Facilitated by SAMS Missionaries Nathan and Erika Twichell, an Agape Year experience provides space and time for young adults embarking on adult life to slow down and dig into the hope of the Gospel. For nine months, “Fellows” take a “gap” between high school and college to focus on Christian mission in Pennsylvania and Thailand. Nathan and Erika recently escorted the current Fellows, named Christian and Nate, across the globe after a season of ministry and study in Pittsburgh. In the city of Chiang Mai, Thailand, Christian and Nate get to come alongside the Asian staff of St. Andrew’s Church Community Learning Center in fostering relationships with locals to share the hope of Christ. Christian and Nate teach English language classes at the Community Learning Center and spend time with people of the community. As they share knowledge and the love of God, Agape Year Fellows get to be mentored by Asian church leaders in an international context.

Nathan Twichell describes the spiritual wealth of this experience: “Thailand is 1% Christian. People in church aren’t there because they have a family heritage of Christian faith. Church for them is not cultural; they are mostly first-generation Christians. So for our Fellows this is an opportunity to spend two months with Christians for whom involvement in church is costly.” For Americans, the Christian faith is often something partially inherited. In contrast, being a Christian in Thailand is highly abnormal. The Fellows’ experiences working closely in mission with Asian Christians helps to clarify faith: What in my Christian perspective is more from Western culture? Versus, what in my Christian perspective is core to the Gospel?

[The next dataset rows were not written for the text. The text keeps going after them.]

//! Canned replies for the topics the helpdesk can answer on its own.

use serde::{Deserialize, Serialize};
use std::fmt;
use std::str::FromStr;

use crate::{Result, TriageError};

/// Topic keys of the FAQ table
#[derive(Debug, Clone, Copy, PartialEq, Eq, Hash, Serialize, Deserialize)]
#[serde(rename_all = "lowercase")]
pub enum FaqTopic {
  Leave,
  Benefits,
  Payroll,
}

impl FaqTopic {
  pub const ALL: [FaqTopic; 3] = [FaqTopic::Leave, FaqTopic::Benefits, FaqTopic::Payroll];

  pub fn key(self) -> &'static str {
    match self {
      FaqTopic::Leave => "leave",
      FaqTopic::Benefits => "benefits",
      FaqTopic::Payroll => "payroll",
    }
  }

  /// The canned answer for this topic
  pub fn answer(self) -> &'static str {
    match self {
      FaqTopic::Leave => {
        "You can check your leave balance and apply via the HR self-service portal under 'My Leave'."
      }
      FaqTopic::Benefits => {
        "You can view your benefits and claim submissions through the Benefits Portal."
      }
      FaqTopic::Payroll => {
        "Payroll-related details are handled by the Payroll team. You can check pay slips in the HRIS system."
      }
    }
  }
}

impl fmt::Display for FaqTopic {
  fn fmt(&self, f: &mut fmt::Formatter<'_>) -> fmt::Result {
    f.write_str(self.key())
  }
}

impl FromStr for FaqTopic {
  type Err = TriageError;

  fn from_str(s: &str) -> Result<Self> {
    let key = s.trim().to_lowercase();
    FaqTopic::ALL
      .into_iter()
      .find(|topic| topic.key() == key)
      .ok_or_else(|| TriageError::unknown_topic(s))
  }
}

/// Look up the answer for a topic key such as `"leave"`
pub fn lookup(key: &str) -> Result<&'static str> {
  key.parse::<FaqTopic>().map(FaqTopic::answer)
}

/// All entries, in table order
pub fn entries() -> impl Iterator<Item = (FaqTopic, &'static str)> {
  FaqTopic::ALL.into_iter().map(|topic| (topic, topic.answer()))
}
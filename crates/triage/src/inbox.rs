//! Sample employee queries shown in the HR inbox

use crate::{Result, TriageError};

pub static SAMPLE_QUERIES: [&str; 7] = [
  "Hi, I haven’t received my salary yet. Can you check?",
  "Where can I find the company leave policy?",
  "My medical claim hasn’t been reimbursed for 2 months.",
  "I want to update my bank details for payroll.",
  "How many annual leaves do I have left?",
  "My manager is asking about my bonus payout details.",
  "Urgent: I was locked out of the HR portal, need help asap!",
];

/// Fetch a sample query by its 1-based inbox position
pub fn sample(index: usize) -> Result<&'static str> {
  index
    .checked_sub(1)
    .and_then(|i| SAMPLE_QUERIES.get(i))
    .copied()
    .ok_or_else(|| TriageError::sample_out_of_range(index, SAMPLE_QUERIES.len()))
}

/// Numbered inbox entries, starting at 1
pub fn numbered() -> impl Iterator<Item = (usize, &'static str)> {
  SAMPLE_QUERIES.iter().copied().enumerate().map(|(i, query)| (i + 1, query))
}

#[cfg(test)]
mod tests {
  use super::*;

  #[test]
  fn test_sample_is_one_based() {
    assert_eq!(sample(1).unwrap(), SAMPLE_QUERIES[0]);
    assert_eq!(sample(7).unwrap(), SAMPLE_QUERIES[6]);
  }

  #[test]
  fn test_sample_out_of_range() {
    for index in [0, 8, usize::MAX] {
      let err = sample(index).unwrap_err();
      assert!(matches!(err, TriageError::SampleOutOfRange { available: 7, .. }));
    }
  }

  #[test]
  fn test_numbered_listing() {
    let entries: Vec<_> = numbered().collect();
    assert_eq!(entries.len(), 7);
    assert_eq!(entries[0].0, 1);
    assert_eq!(entries[6], (7, SAMPLE_QUERIES[6]));
  }
}
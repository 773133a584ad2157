use triage::faq::FaqTopic;
use triage::router::{ESCALATION_NOTICE, GENERAL_ACKNOWLEDGEMENT};
use triage::{classify, submit, Category, TriageError};

#[test]
fn test_priority_order_across_all_rules() {
  let cases = [
    ("bank holiday medical urgent", Category::Payroll),
    ("holiday medical urgent", Category::Leave),
    ("medical urgent", Category::Benefits),
    ("urgent", Category::Escalation),
    ("nothing to see", Category::General),
  ];

  for (query, category) in cases {
    assert_eq!(classify(query).category, category, "query: {query}");
  }
}

#[test]
fn test_replies_per_category() {
  assert_eq!(classify("salary").response, FaqTopic::Payroll.answer());
  assert_eq!(classify("vacation").response, FaqTopic::Leave.answer());
  assert_eq!(classify("claim").response, FaqTopic::Benefits.answer());
  assert_eq!(classify("asap").response, ESCALATION_NOTICE);
  assert_eq!(classify("hello").response, GENERAL_ACKNOWLEDGEMENT);
}

#[test]
fn test_classification_is_deterministic() {
  let query = "Urgent: I was locked out of the HR portal, need help asap!";
  assert_eq!(classify(query), classify(query));
}

#[test]
fn test_blank_submission_never_routes() {
  let err = submit(" \t ").unwrap_err();
  assert!(matches!(err, TriageError::EmptyQuery));
  assert_eq!(err.to_string(), "Please enter a query.");
}

#[test]
fn test_submit_matches_classify() {
  let text = "My manager is asking about my bonus payout details.";
  assert_eq!(submit(text).unwrap().routing, classify(text));
}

Agape Year is an opportunity to see God’s kingdom through the lens of another part of the body of Christ. As they lead a team to Thailand each year, Nathan and Erika tell the Fellows and their own young children: “We are going to Thailand to see family” – the family of God. Fellows spend earlier parts of their gap year ministering in Pittsburgh to international expatriates and the homeless. This adds up to eight months spent with “others” from a different culture. What can God teach someone about the core of the Biblical Gospel in these foreign contexts? Agape Year is a rich, formative experience for the Fellows as they embark on life after high school.

This week, Fellows Christian and Nate embark on a week-long trip to a remote village (without running water) in Thailand with church leaders of St. Andrew’s Parish, followed by debriefing. Please lift them up in prayer, that they would draw closer to God through this experience and that the people in the village would see the light of Christ in them.